- Location: Shanghai
- Address: 1521-1541 Central Plaza 381 Huaihai Road (Middle) Shanghai 200020 China
- Coordinates: 31°13′19″N 121°28′22″E﻿ / ﻿31.22187°N 121.47288°E
- Opened: September 1996
- Inaugurated: 6 November 1996
- Jurisdiction: Shanghai, Jiangsu, Anhui, Zhejiang
- Consul General: Annika Hahn-Englund
- Website: Official website

= Consulate General of Sweden, Shanghai =

Consular representation of the Kingdom of Sweden in China

The Consulate General of Sweden is the diplomatic mission of Sweden in Shanghai. It is located in Huangpu district of Shanghai. The Swedish Consulate General in Shanghai today represents Sweden in East China, with its consular district covering the city of Shanghai and the provinces of Jiangsu, Anhui, and Zhejiang. Officially reopened in September 1996, it reflects Sweden's strategic interest in engaging with one of China's fastest-growing regions. Historically, Sweden has maintained a presence in Shanghai since the 19th century, when the original consulate was established in 1863 during the Sweden–Norway union. The early consular mission focused on supporting trade and shipping, operating within the frameworks of European imperial influence in China. However, due to limited resources and internal conflicts, the consulate struggled to fully leverage East Asia's economic opportunities and was eventually closed in 1956 after a long period of transition.

Today, the consulate employs 17 staff, including diplomats from the Ministry for Foreign Affairs and personnel from the Swedish Migration Agency. Its responsibilities include promoting Swedish foreign policy and increasing awareness of Sweden, particularly in areas such as trade, culture, and education. A dedicated promotion team leads this effort. The consulate also handles civil law and consular services, such as passport issuance, and manages administrative matters like protocol, security, and property. In addition, a major function is migration services, where a seven-person team processes visas, work permits, and residency applications.

==History==

===1863–1920===
During the Age of Empire (1800–1914), smaller European nations like Sweden–Norway, unable to compete militarily with larger powers, sought influence through economic means, particularly by expanding their global consular networks. By the late 19th century, Sweden–Norway had developed an extensive network of consulates, including in important cities like Shanghai. Following Britain's victory in the First Opium War and the 1847 Treaty of Canton, Sweden–Norway secured extraterritorial rights and trade access to Chinese treaty ports, including Shanghai, under most favoured nation status. This allowed them to benefit from "legal imperialism" without the costs associated with direct colonial rule. In China, Swedish-Norwegian consuls operated within frameworks set by major imperial powers, focusing on trade and shipping. Initially, the consular position in China was unpaid but regarded as important for future prospects, especially if new ports opened. Despite a decline in Swedish-Norwegian shipping to East Asia in the late 19th century, the consulate remained active, particularly in Shanghai, though challenges related to trade volumes and finding qualified consuls persisted.

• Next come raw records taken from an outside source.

//! Error taxonomy.
//!
//! Every error carries enough context to name the offending field or offset.
//! The library never retries or swallows; absence of an optional table is
//! modeled with `Option`, not an error (see each accessor's doc comment).

use thiserror::Error;

use crate::offset::VirtualOffset;

/// Everything that can go wrong while reading a PE image.
#[derive(Debug, Error)]
pub enum PexpError {
    /// The DOS/NT signatures or optional-header magic don't match a PE image.
    #[error("invalid PE format: {0}")]
    InvalidFormat(String),

    /// A structural read came back short of the bytes it needed.
    #[error("malformed image: expected {expected} bytes at {offset:#x}, got {got}")]
    MalformedImage {
        offset: i64,
        expected: usize,
        got: usize,
    },

    /// An RVA or file offset has no containing section (or vice versa).
    #[error("invalid offset: {0:#x} does not translate within this image")]
    InvalidOffset(i64),

    /// The import data directory is absent or smaller than one descriptor.
    #[error("invalid import directory: {0}")]
    InvalidImportDirectory(String),

    /// A runtime function's unwind-data RVA does not translate.
    #[error("invalid unwind data offset: {0}")]
    InvalidUnwindOffset(VirtualOffset),

    /// An export's name ordinal is out of range of the name table.
    #[error("malformed export: name ordinal {ordinal} >= number_of_names {number_of_names}")]
    MalformedExport {
        ordinal: u32,
        number_of_names: u32,
    },
}

/// Convenience alias used throughout the crate.
pub type Result<T> = std::result::Result<T, PexpError>;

Early Swedish-Norwegian representation in China was closely linked to American trading firms like Russell & Company, with figures such as Paul S. Forbes and later Francis Blackwell Forbes serving in key consular roles. This relationship reflected Sweden–Norway's strategy of leveraging existing imperial networks to secure economic advantages with minimal investment. By the late 19th century, Sweden–Norway expanded its global presence through consular services, aiming for both political prestige and economic opportunities. In Shanghai, as elsewhere, Swedish-Norwegian consuls were often foreign nationals integrated into colonial networks, rather than professional diplomats. While some successes were achieved in establishing a political and social presence, the consular service struggled to effectively support Swedish and Norwegian trade due to a lack of economic expertise among consuls. Reforms, including stipend programs like the Johnson stipends (Johnsonska stipendierna), aimed to train better-qualified candidates. The Consulate General for China moved from Canton to Shanghai on 8 May 1863.

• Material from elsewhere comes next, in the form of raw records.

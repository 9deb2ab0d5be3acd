//! End-to-end scenarios driven by small hand-assembled PE32 images, one per
//! facade: section translation, import classification, base relocations,
//! export forwarding, and the resource tree.

use pexp::{
    DirectoryEntry, FileImage, FileOffset, Image, ImageKind, ImportEntry, Machine, SliceStore, VirtualImage,
    VirtualOffset,
};

const OPT_HEADER_SIZE: usize = 224; // PE32: 96 + 16 * 8
const FILE_HEADER_SIZE: usize = 20;
const SECTION_HEADER_SIZE: usize = 40;

struct SectionSpec {
    name: &'static [u8],
    virtual_address: u32,
    size_of_raw_data: u32,
    pointer_to_raw_data: u32,
}

fn put_u16(buf: &mut [u8], at: usize, v: u16) {
    buf[at..at + 2].copy_from_slice(&v.to_le_bytes());
}

fn put_u32(buf: &mut [u8], at: usize, v: u32) {
    buf[at..at + 4].copy_from_slice(&v.to_le_bytes());
}

fn empty_directories() -> [(u32, u32); 16] {
    [(0, 0); 16]
}

fn set_dir(dirs: &mut [(u32, u32); 16], entry: DirectoryEntry, virtual_address: u32, size: u32) {
    dirs[entry.index()] = (virtual_address, size);
}

/// Assembles a minimal PE32 image: DOS header, NT headers, a section table,
/// and a buffer long enough to hold `min_len` bytes of section payload.
fn build_pe32(
    machine: u16,
    characteristics: u16,
    sections: &[SectionSpec],
    data_directories: [(u32, u32); 16],
    min_len: usize,
) -> Vec<u8> {
    let e_lfanew: usize = 64;
    let file_header_offset = e_lfanew + 4;
    let opt_header_offset = file_header_offset + FILE_HEADER_SIZE;
    let section_table_offset = opt_header_offset + OPT_HEADER_SIZE;
    let size_of_headers = section_table_offset + SECTION_HEADER_SIZE * sections.len();

    let mut buf = vec![0u8; size_of_headers.max(min_len)];

    put_u16(&mut buf, 0, 0x5a4d); // e_magic
    put_u32(&mut buf, 60, e_lfanew as u32);

    put_u32(&mut buf, e_lfanew, 0x0000_4550); // "PE\0\0"

    put_u16(&mut buf, file_header_offset, machine);
    put_u16(&mut buf, file_header_offset + 2, sections.len() as u16);
    put_u16(&mut buf, file_header_offset + 16, OPT_HEADER_SIZE as u16);
    put_u16(&mut buf, file_header_offset + 18, characteristics);

    put_u16(&mut buf, opt_header_offset, 0x10b); // PE32 magic
    put_u32(&mut buf, opt_header_offset + 60, size_of_headers as u32);
    for (i, (virtual_address, size)) in data_directories.iter().enumerate() {
        let at = opt_header_offset + 96 + i * 8;
        put_u32(&mut buf, at, *virtual_address);
        put_u32(&mut buf, at + 4, *size);
    }

    for (i, section) in sections.iter().enumerate() {
        let at = section_table_offset + i * SECTION_HEADER_SIZE;
        buf[at..at + section.name.len()].copy_from_slice(section.name);
        put_u32(&mut buf, at + 12, section.virtual_address);
        put_u32(&mut buf, at + 16, section.size_of_raw_data);
        put_u32(&mut buf, at + 20, section.pointer_to_raw_data);
    }

    buf
}

fn text_section() -> SectionSpec {
    SectionSpec {
        name: b".text\0\0\0",
        virtual_address: 0x1000,
        size_of_raw_data: 0x100,
        pointer_to_raw_data: 0x200,
    }
}

#[test]
fn s1_minimal_pe32_is_valid_with_one_section() {
    let sections = [text_section()];
    let buf = build_pe32(0x014c, 0x0002, &sections, empty_directories(), 0x300);
    let store = SliceStore::new(&buf);

    assert!(Image::is_valid(&store));
    let image = Image::new(store).unwrap();

    assert_eq!(image.machine().unwrap(), Machine::I386);
    assert_eq!(image.kind().unwrap(), ImageKind::Executable);
    assert_eq!(image.section_headers().count(), 1);
}

#[test]
fn s2_rva_translation_round_trips_through_the_section_table() {
    let sections = [text_section()];
    let buf = build_pe32(0x014c, 0x0002, &sections, empty_directories(), 0x300);
    let store = SliceStore::new(&buf);
    let image = Image::new(store).unwrap();

    let file_offset = image.to_file_offset(VirtualOffset::new(0x1050)).unwrap();
    assert_eq!(file_offset, FileOffset::new(0x250));

    let rva = image.to_virtual_offset(FileOffset::new(0x250)).unwrap();
    assert_eq!(rva, VirtualOffset::new(0x1050));

    assert!(image.to_file_offset(VirtualOffset::new(0x2000)).is_none());
}

#[test]
fn s3_import_descriptor_entries_are_classified_ordinal_then_named() {
    let sections = [SectionSpec {
        name: b".idata\0\0",
        virtual_address: 0x3000,
        size_of_raw_data: 0x40,
        pointer_to_raw_data: 0x300,
    }];
    let mut dirs = empty_directories();
    set_dir(&mut dirs, DirectoryEntry::Import, 0x3000, 40); // two 20-byte descriptors

    let mut buf = build_pe32(0x014c, 0x0002, &sections, dirs, 0x400);

    // descriptor 0 at file offset 0x300; descriptor 1 (the zero terminator)
    // follows immediately and is left all-zero.
    put_u32(&mut buf, 0x300, 0x3028); // original_first_thunk

    // thunk table at file offset 0x328 (rva 0x3028): ordinal 42, then a named
    // thunk, then the zero terminator.
    put_u32(&mut buf, 0x328, 0x8000_002A);
    put_u32(&mut buf, 0x328 + 4, 0x3034); // rva of the hint+name record

    // hint (2 zero bytes, left as-is) + name at file offset 0x334/0x336.
    buf[0x336..0x336 + 4].copy_from_slice(b"Foo\0");

    let store = SliceStore::new(&buf);
    let image = Image::new(store).unwrap();

    let descriptor = image.import_descriptors().unwrap().next().unwrap().unwrap();
    let entries: Vec<ImportEntry> = image.import_entries(&descriptor).map(Result::unwrap).collect();

    assert_eq!(entries.len(), 2);
    match &entries[0] {
        ImportEntry::Unnamed(ordinal) => assert_eq!(*ordinal, 42),
        ImportEntry::Named(_) => panic!("expected an ordinal import first"),
    }
    match &entries[1] {
        ImportEntry::Named(name) => assert_eq!(name.as_str(), "Foo"),
        ImportEntry::Unnamed(_) => panic!("expected a named import second"),
    }
}

#[test]
fn s4_base_relocation_entries_decode_type_and_address_then_stop() {
    let sections = [SectionSpec {
        name: b".reloc\0\0",
        virtual_address: 0x4000,
        size_of_raw_data: 0x10,
        pointer_to_raw_data: 0x400,
    }];
    let mut dirs = empty_directories();
    set_dir(&mut dirs, DirectoryEntry::BaseReloc, 0x4000, 12); // one 12-byte block

    let mut buf = build_pe32(0x014c, 0x0002, &sections, dirs, 0x420);

    put_u32(&mut buf, 0x400, 0x2000); // block's page rva
    put_u32(&mut buf, 0x404, 12); // size_of_block: header + two WORD entries
    put_u16(&mut buf, 0x408, 0x3005);
    put_u16(&mut buf, 0x40a, 0xA008);

    let store = SliceStore::new(&buf);
    let image = Image::new(store).unwrap();

    assert_eq!(image.base_relocations().count(), 1);
    let block = image.base_relocations().next().unwrap().unwrap();

    let decoded: Vec<_> = image.relocation_entries(&block).map(Result::unwrap).collect();

    assert_eq!(decoded.len(), 2);
    assert_eq!(decoded[0].kind, 3);
    assert_eq!(decoded[0].address, VirtualOffset::new(0x2005));
    assert_eq!(decoded[1].kind, 0xA);
    assert_eq!(decoded[1].address, VirtualOffset::new(0x2008));
}

#[test]
fn s5_forwarded_export_resolves_the_forwarder_string() {
    let sections = [SectionSpec {
        name: b".rdata\0\0",
        virtual_address: 0x5000,
        size_of_raw_data: 0x100,
        pointer_to_raw_data: 0x500,
    }];
    let mut dirs = empty_directories();
    set_dir(&mut dirs, DirectoryEntry::Export, 0x5000, 0x40);

    let mut buf = build_pe32(0x014c, 0x0002, &sections, dirs, 0x600);

    // export directory header at file offset 0x500
    put_u32(&mut buf, 0x500 + 16, 1); // base
    put_u32(&mut buf, 0x500 + 20, 1); // number_of_functions
    put_u32(&mut buf, 0x500 + 28, 0x5028); // address_of_functions

    // function table: slot 0's rva points inside the export directory's own
    // range, which is what marks it as forwarded rather than a real export.
    put_u32(&mut buf, 0x528, 0x502C);

    buf[0x52C..0x52C + 14].copy_from_slice(b"Other.dll.Bar\0");

    let store = SliceStore::new(&buf);
    let image = Image::new(store).unwrap();

    let exports = image.export_directory().unwrap().unwrap();
    let info = exports.find_by_ordinal(0).unwrap().unwrap();

    assert!(info.is_forwarded);
    assert_eq!(info.forwarder_string.as_ref().unwrap().as_str(), "Other.dll.Bar");
}

#[test]
fn s6_resource_tree_walks_two_levels_to_a_data_leaf() {
    let sections = [SectionSpec {
        name: b".rsrc\0\0\0",
        virtual_address: 0x6000,
        size_of_raw_data: 0x200,
        pointer_to_raw_data: 0x600,
    }];
    let mut dirs = empty_directories();
    set_dir(&mut dirs, DirectoryEntry::Resource, 0x6000, 0x100);

    let mut buf = build_pe32(0x014c, 0x0002, &sections, dirs, 0x720);

    // root directory header at rdata_begin (file offset 0x600)
    put_u16(&mut buf, 0x600 + 12, 1); // number_of_named_entries
    put_u16(&mut buf, 0x600 + 14, 0); // number_of_id_entries

    // root's one named entry at rdata_begin+0x10 (0x610)
    put_u32(&mut buf, 0x610, 0x8000_0020); // named, string at rdata_begin+0x20
    put_u32(&mut buf, 0x614, 0x8000_0040); // directory, subdir at rdata_begin+0x40

    // "MENU" as a Pascal UTF-16 string at rdata_begin+0x20 (0x620)
    put_u16(&mut buf, 0x620, 4);
    for (i, unit) in "MENU".encode_utf16().enumerate() {
        put_u16(&mut buf, 0x622 + i * 2, unit);
    }

    // subdirectory header at rdata_begin+0x40 (0x640)
    put_u16(&mut buf, 0x640 + 12, 0); // number_of_named_entries
    put_u16(&mut buf, 0x640 + 14, 1); // number_of_id_entries

    // subdirectory's one id-entry at rdata_begin+0x50 (0x650)
    put_u32(&mut buf, 0x650, 5); // id 5, not named
    put_u32(&mut buf, 0x654, 0x700); // data entry at the flat file offset 0x700

    // ResourceDataEntry, read at the flat offset above (not rdata_begin-relative)
    put_u32(&mut buf, 0x700, 0x90); // offset_to_data, relative to rdata_begin
    put_u32(&mut buf, 0x700 + 4, 8); // size

    // the resource bytes themselves, at rdata_begin+0x90 (0x690)
    buf[0x690..0x690 + 8].copy_from_slice(b"RESOURCE");

    let store = SliceStore::new(&buf);
    let image = Image::new(store).unwrap();

    let root = image.resource_directory().unwrap().unwrap();
    let entry = root.entries().next().unwrap().unwrap();
    assert_eq!(entry.name_str().unwrap().as_deref(), Some("MENU"));

    let subdir = entry.as_directory().unwrap().unwrap();
    let leaf = subdir.entries().next().unwrap().unwrap();
    assert!(leaf.as_directory().unwrap().is_none());

    let (offset, size) = leaf.data().unwrap().unwrap();
    assert_eq!(offset, FileOffset::new(0x690));
    assert_eq!(size, 8);
}

#[test]
fn s7_virtual_image_reads_tables_by_rva_with_no_section_translation() {
    // pointer_to_raw_data deliberately points somewhere the descriptor bytes
    // were never written; a loaded image has no on-disk layout to honor.
    let sections = [SectionSpec {
        name: b".idata\0\0",
        virtual_address: 0x3000,
        size_of_raw_data: 0x40,
        pointer_to_raw_data: 0x9000,
    }];
    let mut dirs = empty_directories();
    set_dir(&mut dirs, DirectoryEntry::Import, 0x3000, 40);

    let mut buf = build_pe32(0x014c, 0x0002, &sections, dirs, 0x9040);

    // descriptor written directly at its RVA (0x3000), as it would sit in a
    // process's loaded address space, not at pointer_to_raw_data (0x9000).
    put_u32(&mut buf, 0x3000, 0x3028); // original_first_thunk

    put_u32(&mut buf, 0x3028, 0x8000_002A); // ordinal 42
    put_u32(&mut buf, 0x302C, 0x3034); // rva of the hint+name record
    buf[0x3036..0x3036 + 4].copy_from_slice(b"Foo\0");

    let store = SliceStore::new(&buf);
    let virtual_image: VirtualImage<_> = VirtualImage::with_store(store).unwrap();

    let descriptor = virtual_image.import_descriptors().unwrap().next().unwrap().unwrap();
    let entries: Vec<ImportEntry> = virtual_image.import_entries(&descriptor).map(Result::unwrap).collect();

    assert_eq!(entries.len(), 2);
    match &entries[0] {
        ImportEntry::Unnamed(ordinal) => assert_eq!(*ordinal, 42),
        ImportEntry::Named(_) => panic!("expected an ordinal import first"),
    }
    match &entries[1] {
        ImportEntry::Named(name) => assert_eq!(name.as_str(), "Foo"),
        ImportEntry::Unnamed(_) => panic!("expected a named import second"),
    }

    // the same bytes read as a file image translate the RVA through the
    // section table to pointer_to_raw_data (0x9000), which was never
    // written — the descriptor there is all zero, i.e. an immediate
    // terminator.
    let store = SliceStore::new(&buf);
    let file_image: FileImage<_> = FileImage::with_store(store).unwrap();
    assert_eq!(file_image.import_descriptors().unwrap().count(), 0);
}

After the Forbes family's departure from Shanghai in 1883, Oscar Lagerheim, a Swedish resident with close ties to Sweden's foreign ministry, was appointed consul general in 1884. His appointment, in response to growing regional tensions such as the Sino-French War, marked a shift toward prioritizing Swedish and Norwegian nationals in key positions. This was seen as essential for better aligning consular activities with national interests during an era of increasing European competition in Asia. Throughout the late 19th century, the Swedish-Norwegian consulate in Shanghai underwent several transitions. The American influence ended in 1883 when the last Forbes family member left, leading to instability in the consulate. Austrian diplomat Josef von Haas briefly held the position of consul general before Lagerheim's appointment in 1884, following von Haas's reassignment to Korea. Despite proposals for a more robust consular presence, such as a shared consulate for all of East Asia, the Swedish-Norwegian governments were hesitant to make major investments in the region, citing financial concerns. This hesitance reflected broader challenges in the consular system, which struggled to balance diplomatic priorities with limited resources. The consulate in Shanghai remained under leaders like von Haas and Lagerheim, and by 1893, Carl Bock succeeded von Haas. Bock, known for his explorations in East Asia, criticized the consulate's previous leadership and advocated for reforms, including higher salaries and more authority for the consul general.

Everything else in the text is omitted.